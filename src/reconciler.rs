//! Periodic pruning of subscribers who are no longer a member of any guild
//! the bot serves.
//!
//! Deletion takes two consecutive cycles: a member absent at cycle N is only
//! flagged as a candidate; the purge happens at cycle N+1 if they are still
//! absent at the confirmation check. A transient membership-cache glitch
//! therefore never deletes anyone on its own.

use std::collections::HashSet;
use std::sync::Arc;
use std::time::Duration;

use serenity::client::Context;
use sqlx::PgPool;
use tokio::time::{interval_at, Instant, MissedTickBehavior};
use tracing::{debug, error, info};

use crate::database::{missing, registrations};
use crate::model::AppState;

/// The subset of `member_ids` absent from the present set. Used both to
/// confirm last cycle's candidates and to compute the next candidate set.
pub fn absent_members(member_ids: &[String], present: &HashSet<String>) -> Vec<String> {
    member_ids
        .iter()
        .filter(|id| !present.contains(*id))
        .cloned()
        .collect()
}

/// One full two-pass cycle against the given present-member set.
///
/// Pass 1 re-checks the previous cycle's candidates and purges those still
/// absent; pass 2 rebuilds the candidate set from the current registrations,
/// fully replacing the old one.
pub async fn run_cycle(pool: &PgPool, present: &HashSet<String>) -> sqlx::Result<()> {
    let previous = missing::candidates(pool).await?;
    let confirmed = absent_members(&previous, present);
    if !confirmed.is_empty() {
        let rows = registrations::delete_members(pool, &confirmed).await?;
        info!(members = confirmed.len(), rows, "purged confirmed-missing members");
    }
    missing::clear(pool).await?;

    let registered = registrations::all_distinct_members(pool).await?;
    let candidates = absent_members(&registered, present);
    missing::replace_candidates(pool, &candidates).await?;
    if !candidates.is_empty() {
        info!(members = candidates.len(), "flagged missing members pending reconfirmation");
    }
    Ok(())
}

/// Spawns the reconciliation timer task.
///
/// Ticks while the member cache is still empty are skipped; a failed cycle
/// is logged and swallowed so the next tick proceeds independently.
pub fn spawn(ctx: Context, state: Arc<AppState>) {
    let period = Duration::from_secs(state.config.reconciliation_interval_secs);
    tokio::spawn(async move {
        let mut ticker = interval_at(Instant::now() + period, period);
        ticker.set_missed_tick_behavior(MissedTickBehavior::Delay);
        loop {
            ticker.tick().await;
            let present = present_member_ids(&ctx);
            if present.is_empty() {
                debug!("member cache empty, skipping reconciliation cycle");
                continue;
            }
            if let Err(e) = run_cycle(&state.db, &present).await {
                error!(error = %e, "reconciliation cycle failed");
            }
        }
    });
}

/// Member ids present in ANY guild the bot serves. One registration table is
/// shared across guilds, so membership anywhere counts as present.
fn present_member_ids(ctx: &Context) -> HashSet<String> {
    let mut present = HashSet::new();
    for guild_id in ctx.cache.guilds() {
        if let Some(guild) = ctx.cache.guild(guild_id) {
            present.extend(guild.members.keys().map(|id| id.to_string()));
        }
    }
    present
}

────

- [TASK PROMPT]:
Return a faithful copy of all the records above.

- [RESPONSE TO THE EXERCISE]:
filename src/reconciler.rs
//! Periodic pruning of subscribers who are no longer a member of any guild
//! the bot serves.
//!
//! Deletion takes two consecutive cycles: a member absent at cycle N is only
//! flagged as a candidate; the purge happens at cycle N+1 if they are still
//! absent at the confirmation check. A transient membership-cache glitch
//! therefore never deletes anyone on its own.

use std::collections::HashSet;
use std::sync::Arc;
use std::time::Duration;

use serenity::client::Context;
use sqlx::PgPool;
use tokio::time::{interval_at, Instant, MissedTickBehavior};
use tracing::{debug, error, info};

use crate::database::{missing, registrations};
use crate::model::AppState;

/// The subset of `member_ids` absent from the present set. Used both to
/// confirm last cycle's candidates and to compute the next candidate set.
pub fn absent_members(member_ids: &[String], present: &HashSet<String>) -> Vec<String> {
    member_ids
        .iter()
        .filter(|id| !present.contains(*id))
        .cloned()
        .collect()
}

/// One full two-pass cycle against the given present-member set.
///
/// Pass 1 re-checks the previous cycle's candidates and purges those still
/// absent; pass 2 rebuilds the candidate set from the current registrations,
/// fully replacing the old one.
pub async fn run_cycle(pool: &PgPool, present: &HashSet<String>) -> sqlx::Result<()> {
    let previous = missing::candidates(pool).await?;
    let confirmed = absent_members(&previous, present);
    if !confirmed.is_empty() {
        let rows = registrations::delete_members(pool, &confirmed).await?;
        info!(members = confirmed.len(), rows, "purged confirmed-missing members");
    }
    missing::clear(pool).await?;

    let registered = registrations::all_distinct_members(pool).await?;
    let candidates = absent_members(&registered, present);
    missing::replace_candidates(pool, &candidates).await?;
    if !candidates.is_empty() {
        info!(members = candidates.len(), "flagged missing members pending reconfirmation");
    }
    Ok(())
}

/// Spawns the reconciliation timer task.
///
/// Ticks while the member cache is still empty are skipped; a failed cycle
/// is logged and swallowed so the next tick proceeds independently.
pub fn spawn(ctx: Context, state: Arc<AppState>) {
    let period = Duration::from_secs(state.config.reconciliation_interval_secs);
    tokio::spawn(async move {
        let mut ticker = interval_at(Instant::now() + period, period);
        ticker.set_missed_tick_behavior(MissedTickBehavior::Delay);
        loop {
            ticker.tick().await;
            let present = present_member_ids(&ctx);
            if present.is_empty() {
                debug!("member cache empty, skipping reconciliation cycle");
                continue;
            }
            if let Err(e) = run_cycle(&state.db, &present).await {
                error!(error = %e, "reconciliation cycle failed");
            }
        }
    });
}

/// Member ids present in ANY guild the bot serves. One registration table is
/// shared across guilds, so membership anywhere counts as present.
fn present_member_ids(ctx: &Context) -> HashSet<String> {
    let mut present = HashSet::new();
    for guild_id in ctx.cache.guilds() {
        if let Some(guild) = ctx.cache.guild(guild_id) {
            present.extend(guild.members.keys().map(|id| id.to_string()));
        }
    }
    present
}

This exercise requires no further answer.